[Task requirements] Search the data below, and report every line in which "Duration" occurs.

━━━━

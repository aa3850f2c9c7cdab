//! Bounded mempool — transactions waiting for the next block.
//!
//! FIFO across senders, so a sender's transactions keep their submission
//! order and therefore their nonce order. A global cap and a per-sender cap
//! keep one account from filling the pool.

use std::collections::{HashMap, VecDeque};

use tally_state::Transaction;
use tally_types::{Address, TxHash};

use crate::NodeError;

pub struct Mempool {
    queue: VecDeque<(TxHash, Transaction)>,
    per_sender: HashMap<Address, usize>,
    capacity: usize,
    max_per_sender: usize,
}

impl Mempool {
    pub fn new(capacity: usize, max_per_sender: usize) -> Self {
        Self {
            queue: VecDeque::new(),
            per_sender: HashMap::new(),
            capacity,
            max_per_sender,
        }
    }

    pub fn insert(&mut self, tx: Transaction) -> Result<TxHash, NodeError> {
        let hash = tx.hash()?;
        if self.queue.len() >= self.capacity {
            return Err(NodeError::MempoolFull(format!(
                "{} transactions pending",
                self.queue.len()
            )));
        }
        let count = self.per_sender.entry(tx.from).or_insert(0);
        if *count >= self.max_per_sender {
            return Err(NodeError::MempoolFull(format!(
                "{} has {} transactions pending",
                tx.from, count
            )));
        }
        *count += 1;
        self.queue.push_back((hash, tx));
        Ok(hash)
    }

    /// Take up to `max` transactions in submission order.
    pub fn drain(&mut self, max: usize) -> Vec<Transaction> {
        let n = max.min(self.queue.len());
        let mut out = Vec::with_capacity(n);
        for (_, tx) in self.queue.drain(..n) {
            if let Some(count) = self.per_sender.get_mut(&tx.from) {
                *count = count.saturating_sub(1);
                if *count == 0 {
                    self.per_sender.remove(&tx.from);
                }
            }
            out.push(tx);
        }
        out
    }

    pub fn contains(&self, hash: &TxHash) -> bool {
        self.queue.iter().any(|(h, _)| h == hash)
    }

    pub fn pending_for(&self, sender: &Address) -> usize {
        self.per_sender.get(sender).copied().unwrap_or(0)
    }

    pub fn len(&self) -> usize {
        self.queue.len()
    }

    pub fn is_empty(&self) -> bool {
        self.queue.is_empty()
    }
}

#[cfg(test)]
mod tests {
    use super::*;
    use tally_oracle::VoteCall;

    fn tx(sender: u8, nonce: u64) -> Transaction {
        Transaction::vote(1, Address::repeat(sender), nonce, VoteCall::empty())
    }

    #[test]
    fn drain_preserves_submission_order() {
        let mut pool = Mempool::new(10, 10);
        pool.insert(tx(1, 0)).unwrap();
        pool.insert(tx(2, 0)).unwrap();
        pool.insert(tx(1, 1)).unwrap();

        let drained = pool.drain(2);
        assert_eq!(drained[0], tx(1, 0));
        assert_eq!(drained[1], tx(2, 0));
        assert_eq!(pool.len(), 1);
        assert_eq!(pool.pending_for(&Address::repeat(1)), 1);
        assert_eq!(pool.pending_for(&Address::repeat(2)), 0);
    }

    #[test]
    fn global_cap_enforced() {
        let mut pool = Mempool::new(2, 2);
        pool.insert(tx(1, 0)).unwrap();
        pool.insert(tx(2, 0)).unwrap();
        assert!(matches!(pool.insert(tx(3, 0)), Err(NodeError::MempoolFull(_))));
    }

    #[test]
    fn per_sender_cap_enforced() {
        let mut pool = Mempool::new(10, 2);
        pool.insert(tx(1, 0)).unwrap();
        pool.insert(tx(1, 1)).unwrap();
        assert!(pool.insert(tx(1, 2)).is_err());
        pool.insert(tx(2, 0)).unwrap();
        pool.drain(1);
        pool.insert(tx(1, 2)).unwrap();
    }

    #[test]
    fn contains_by_hash() {
        let mut pool = Mempool::new(10, 10);
        let hash = pool.insert(tx(1, 0)).unwrap();
        assert!(pool.contains(&hash));
        pool.drain(10);
        assert!(!pool.contains(&hash));
        assert!(pool.is_empty());
    }
}
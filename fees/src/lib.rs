//! Transaction fees and the oracle vote refund.
//!
//! A transaction pays `gas_used × (base fee + tip)`. Normally the base part
//! goes to the protocol treasury and the tip to the block proposer. A vote
//! admitted by the oracle is refunded in full instead: the sender gets the
//! whole amount back and neither treasury nor proposer receive anything.

pub mod breakdown;
pub mod error;
pub mod refund;

pub use breakdown::{effective_tip, FeeBreakdown};
pub use error::FeeError;
pub use refund::{FeeRefundCoordinator, FeeSettlement, RefundDecision};
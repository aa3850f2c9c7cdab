//! Integration tests exercising the full node pipeline:
//! submit → mempool → block → state transition → commit → round clock.
//!
//! These tests drive `TallyNode` the way the daemon does, over the
//! in-memory store and over LMDB.

use std::sync::{Arc, Mutex};
use std::time::Duration;

use tally_fees::RefundDecision;
use tally_node::{
    GenesisAccount, GenesisConfig, NodeConfig, NodeError, NodeEvent, ShutdownController,
    StorageBackend, TallyNode,
};
use tally_oracle::VoteCall;
use tally_state::{intrinsic_gas, ReceiptStatus, Transaction};
use tally_types::amount::TOKEN_UNIT;
use tally_types::{Address, Epoch, OracleParams, Round, Wei};

// ---------------------------------------------------------------------------
// Helpers
// ---------------------------------------------------------------------------

const VOTE_PERIOD: u64 = 5;

fn voter() -> Address {
    Address::repeat(0x11)
}

fn newcomer() -> Address {
    Address::repeat(0x12)
}

fn proposer() -> Address {
    Address::repeat(0x22)
}

fn params() -> OracleParams {
    OracleParams {
        vote_period: VOTE_PERIOD,
        epoch_period: 120,
        ..OracleParams::dev_defaults()
    }
}

fn config() -> NodeConfig {
    let treasury = params().treasury_address;
    NodeConfig {
        storage: StorageBackend::Memory,
        base_fee_gwei: 25,
        proposer: proposer(),
        block_interval_ms: 10,
        genesis: GenesisConfig {
            accounts: vec![
                GenesisAccount {
                    address: voter(),
                    balance_tokens: 100,
                },
                GenesisAccount {
                    address: newcomer(),
                    balance_tokens: 100,
                },
                GenesisAccount {
                    address: proposer(),
                    balance_tokens: 5,
                },
                GenesisAccount {
                    address: treasury,
                    balance_tokens: 7,
                },
            ],
            voters: vec![voter()],
        },
        oracle: params(),
        ..NodeConfig::ephemeral()
    }
}

fn vote(node: &TallyNode, from: Address) -> Transaction {
    let nonce = node.nonce(&from).unwrap();
    Transaction::vote(node.chain_id(), from, nonce, VoteCall::empty()).with_gas(
        200_000,
        Wei::from_gwei(40),
        Wei::from_gwei(3),
    )
}

fn produce_until_round(node: &TallyNode, round: u64) {
    while node.current_round() < Round::new(round) {
        node.produce_block().unwrap();
    }
}

// ---------------------------------------------------------------------------
// Vote fee scenarios
// ---------------------------------------------------------------------------

#[test]
fn new_voter_first_vote_after_joining_is_free() {
    let node = TallyNode::new(config()).unwrap();
    node.register_voter(newcomer());

    // not yet eligible in the round it joined
    let tx = vote(&node, newcomer());
    let hash = node.submit(tx).unwrap();
    let outcome = node.produce_block().unwrap();
    let receipt = outcome.receipt(&hash).unwrap();
    assert_eq!(receipt.status, ReceiptStatus::Failed);
    assert_eq!(receipt.revert_reason.as_deref(), Some("not an eligible voter"));

    produce_until_round(&node, 1);

    let treasury = params().treasury_address;
    let sender_before = node.balance(&newcomer()).unwrap();
    let proposer_before = node.balance(&proposer()).unwrap();
    let treasury_before = node.balance(&treasury).unwrap();

    let hash = node.submit(vote(&node, newcomer())).unwrap();
    let outcome = node.produce_block().unwrap();
    let receipt = outcome.receipt(&hash).unwrap();

    assert!(receipt.succeeded());
    assert_eq!(receipt.refund, RefundDecision::RefundFull);
    assert_eq!(node.balance(&newcomer()).unwrap(), sender_before);
    assert_eq!(node.balance(&proposer()).unwrap(), proposer_before);
    assert_eq!(node.balance(&treasury).unwrap(), treasury_before);
    assert!(node.has_voted(Round::new(1), &newcomer()).unwrap());
}

#[test]
fn second_vote_in_round_pays_base_fee_and_tip() {
    let node = TallyNode::new(config()).unwrap();
    let treasury = params().treasury_address;

    node.submit(vote(&node, voter())).unwrap();
    node.produce_block().unwrap();

    let view_before = node.current_view();
    let sender_before = node.balance(&voter()).unwrap();
    let proposer_before = node.balance(&proposer()).unwrap();
    let treasury_before = node.balance(&treasury).unwrap();

    let tx = vote(&node, voter());
    let expected_gas = intrinsic_gas(&params(), &tx.calldata().unwrap())
        + params().eligibility_read_gas
        + params().ledger_read_gas;
    let hash = node.submit(tx).unwrap();
    let outcome = node.produce_block().unwrap();
    let receipt = outcome.receipt(&hash).unwrap();

    assert_eq!(receipt.status, ReceiptStatus::Failed);
    assert_eq!(receipt.revert_reason.as_deref(), Some("already voted"));
    assert_eq!(receipt.gas_used, expected_gas);

    let base_cost = Wei::from_gwei(25).checked_mul_gas(expected_gas).unwrap();
    let tip_cost = Wei::from_gwei(3).checked_mul_gas(expected_gas).unwrap();
    assert_eq!(receipt.fee.base_cost, base_cost);
    assert_eq!(receipt.fee.tip_cost, tip_cost);
    assert_eq!(
        node.balance(&voter()).unwrap(),
        sender_before.saturating_sub(base_cost + tip_cost)
    );
    assert_eq!(node.balance(&proposer()).unwrap(), proposer_before + tip_cost);
    assert_eq!(node.balance(&treasury).unwrap(), treasury_before + base_cost);

    let view_after = node.current_view();
    assert_eq!(view_after.round, view_before.round);
    assert_eq!(view_after.epoch, view_before.epoch);
    assert_eq!(view_after.epoch, Epoch::GENESIS);
}

#[test]
fn voter_can_vote_again_after_round_boundary() {
    let node = TallyNode::new(config()).unwrap();

    let hash = node.submit(vote(&node, voter())).unwrap();
    assert!(node.produce_block().unwrap().receipt(&hash).unwrap().succeeded());

    produce_until_round(&node, 1);
    assert_eq!(node.last_block(), VOTE_PERIOD);

    let before = node.balance(&voter()).unwrap();
    let hash = node.submit(vote(&node, voter())).unwrap();
    let outcome = node.produce_block().unwrap();
    assert!(outcome.receipt(&hash).unwrap().succeeded());
    assert_eq!(node.balance(&voter()).unwrap(), before);
}

#[test]
fn superseded_round_votes_are_pruned() {
    let node = TallyNode::new(config()).unwrap();
    node.submit(vote(&node, voter())).unwrap();
    node.produce_block().unwrap();
    assert!(node.has_voted(Round::GENESIS, &voter()).unwrap());

    produce_until_round(&node, 1);
    assert!(!node.has_voted(Round::GENESIS, &voter()).unwrap());
    assert_eq!(node.metrics().votes_pruned.get(), 1);
}

#[test]
fn queries_do_not_change_state() {
    let node = TallyNode::new(config()).unwrap();
    node.submit(vote(&node, voter())).unwrap();
    node.produce_block().unwrap();

    let view = node.current_view();
    let balance = node.balance(&voter()).unwrap();
    for _ in 0..3 {
        assert!(node.has_voted(view.round, &voter()).unwrap());
        assert_eq!(node.current_round(), view.round);
    }
    assert_eq!(node.current_view(), view);
    assert_eq!(node.balance(&voter()).unwrap(), balance);
    assert_eq!(node.last_block(), 1);
}

#[test]
fn forced_round_change_reopens_voting() {
    let node = TallyNode::new(config()).unwrap();
    node.submit(vote(&node, voter())).unwrap();
    node.produce_block().unwrap();

    node.advance_round().unwrap();
    assert_eq!(node.current_round(), Round::new(1));

    let hash = node.submit(vote(&node, voter())).unwrap();
    assert!(node.produce_block().unwrap().receipt(&hash).unwrap().succeeded());
}

// ---------------------------------------------------------------------------
// Submission and block production
// ---------------------------------------------------------------------------

#[test]
fn wrong_chain_rejected_at_submission() {
    let node = TallyNode::new(config()).unwrap();
    let tx = Transaction::vote(node.chain_id() + 1, voter(), 0, VoteCall::empty());
    assert!(matches!(
        node.submit(tx),
        Err(NodeError::InvalidTransaction(_))
    ));
    assert_eq!(node.mempool_len(), 0);
}

#[test]
fn bad_nonce_is_dropped_and_reported() {
    let node = TallyNode::new(config()).unwrap();
    let events = Arc::new(Mutex::new(Vec::new()));
    let sink = Arc::clone(&events);
    node.subscribe(Box::new(move |e| sink.lock().unwrap().push(e.clone())));

    let tx = Transaction::vote(node.chain_id(), voter(), 9, VoteCall::empty()).with_gas(
        200_000,
        Wei::from_gwei(40),
        Wei::from_gwei(3),
    );
    let hash = node.submit(tx).unwrap();
    let outcome = node.produce_block().unwrap();

    assert!(outcome.receipts.is_empty());
    assert_eq!(outcome.dropped[0].tx_hash, Some(hash));
    assert_eq!(node.nonce(&voter()).unwrap(), 0);
    assert_eq!(node.balance(&voter()).unwrap(), Wei::new(100 * TOKEN_UNIT));
    assert!(events
        .lock()
        .unwrap()
        .iter()
        .any(|e| matches!(e, NodeEvent::TxDropped { tx_hash, .. } if *tx_hash == hash)));
}

#[test]
fn block_respects_max_block_txs() {
    let node = TallyNode::new(NodeConfig {
        max_block_txs: 2,
        ..config()
    })
    .unwrap();
    for nonce in 0..3 {
        let tx = Transaction::transfer(node.chain_id(), voter(), nonce, proposer(), Wei::new(1))
            .with_gas(100_000, Wei::from_gwei(40), Wei::from_gwei(3));
        node.submit(tx).unwrap();
    }
    assert_eq!(node.produce_block().unwrap().receipts.len(), 2);
    assert_eq!(node.mempool_len(), 1);
    assert_eq!(node.produce_block().unwrap().receipts.len(), 1);
    assert_eq!(node.nonce(&voter()).unwrap(), 3);
}

#[test]
fn admission_stats_track_outcomes() {
    let node = TallyNode::new(config()).unwrap();
    node.submit(vote(&node, voter())).unwrap();
    node.produce_block().unwrap();
    node.submit(vote(&node, voter())).unwrap();
    node.produce_block().unwrap();

    let stats = node.admission_stats();
    assert_eq!(stats["accepted"], 1);
    assert_eq!(stats["rejected"], 1);
    assert_eq!(stats["ineligible"], 0);
}

// ---------------------------------------------------------------------------
// Persistence
// ---------------------------------------------------------------------------

#[test]
fn lmdb_node_resumes_where_it_stopped() {
    let dir = tempfile::tempdir().expect("temp dir");
    let lmdb_config = || NodeConfig {
        storage: StorageBackend::Lmdb,
        data_dir: dir.path().to_path_buf(),
        map_size_mb: 64,
        ..config()
    };

    let paid_balance = {
        let node = TallyNode::new(lmdb_config()).unwrap();
        node.submit(vote(&node, voter())).unwrap();
        node.produce_block().unwrap();
        produce_until_round(&node, 1);
        node.submit(vote(&node, voter())).unwrap();
        node.produce_block().unwrap();
        node.submit(vote(&node, voter())).unwrap();
        let outcome = node.produce_block().unwrap();
        assert!(!outcome.receipts[0].succeeded());
        node.balance(&voter()).unwrap()
    };

    let node = TallyNode::new(lmdb_config()).unwrap();
    assert_eq!(node.last_block(), VOTE_PERIOD + 2);
    assert_eq!(node.current_round(), Round::new(1));
    assert_eq!(node.balance(&voter()).unwrap(), paid_balance);
    assert_eq!(node.nonce(&voter()).unwrap(), 3);
    assert!(node.has_voted(Round::new(1), &voter()).unwrap());

    // genesis is not applied twice
    assert!(paid_balance < Wei::new(100 * TOKEN_UNIT));

    // the restored ledger still rejects a repeat vote in round 1
    let hash = node.submit(vote(&node, voter())).unwrap();
    let outcome = node.produce_block().unwrap();
    assert_eq!(
        outcome.receipt(&hash).unwrap().revert_reason.as_deref(),
        Some("already voted")
    );
}

// ---------------------------------------------------------------------------
// Run loop
// ---------------------------------------------------------------------------

#[tokio::test]
async fn run_produces_blocks_until_shutdown() {
    let node = Arc::new(TallyNode::new(config()).unwrap());
    let shutdown = Arc::new(ShutdownController::new());
    let mut reader = node.round_reader();
    node.submit(vote(&node, voter())).unwrap();

    let runner = {
        let node = Arc::clone(&node);
        let shutdown = Arc::clone(&shutdown);
        tokio::spawn(async move { node.run(&shutdown).await })
    };

    let view = tokio::time::timeout(Duration::from_secs(5), reader.changed())
        .await
        .expect("round should advance while running")
        .unwrap();
    assert!(view.round >= Round::new(1));

    shutdown.shutdown();
    runner.await.unwrap().unwrap();

    let stopped_at = node.last_block();
    assert!(stopped_at >= VOTE_PERIOD);
    tokio::time::sleep(Duration::from_millis(50)).await;
    assert_eq!(node.last_block(), stopped_at);
    assert_eq!(node.metrics().votes_accepted.get(), 1);
}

━━━━

[Result of the task]
use std::time::Duration;
    let view = tokio::time::timeout(Duration::from_secs(5), reader.changed())
    tokio::time::sleep(Duration::from_millis(50)).await;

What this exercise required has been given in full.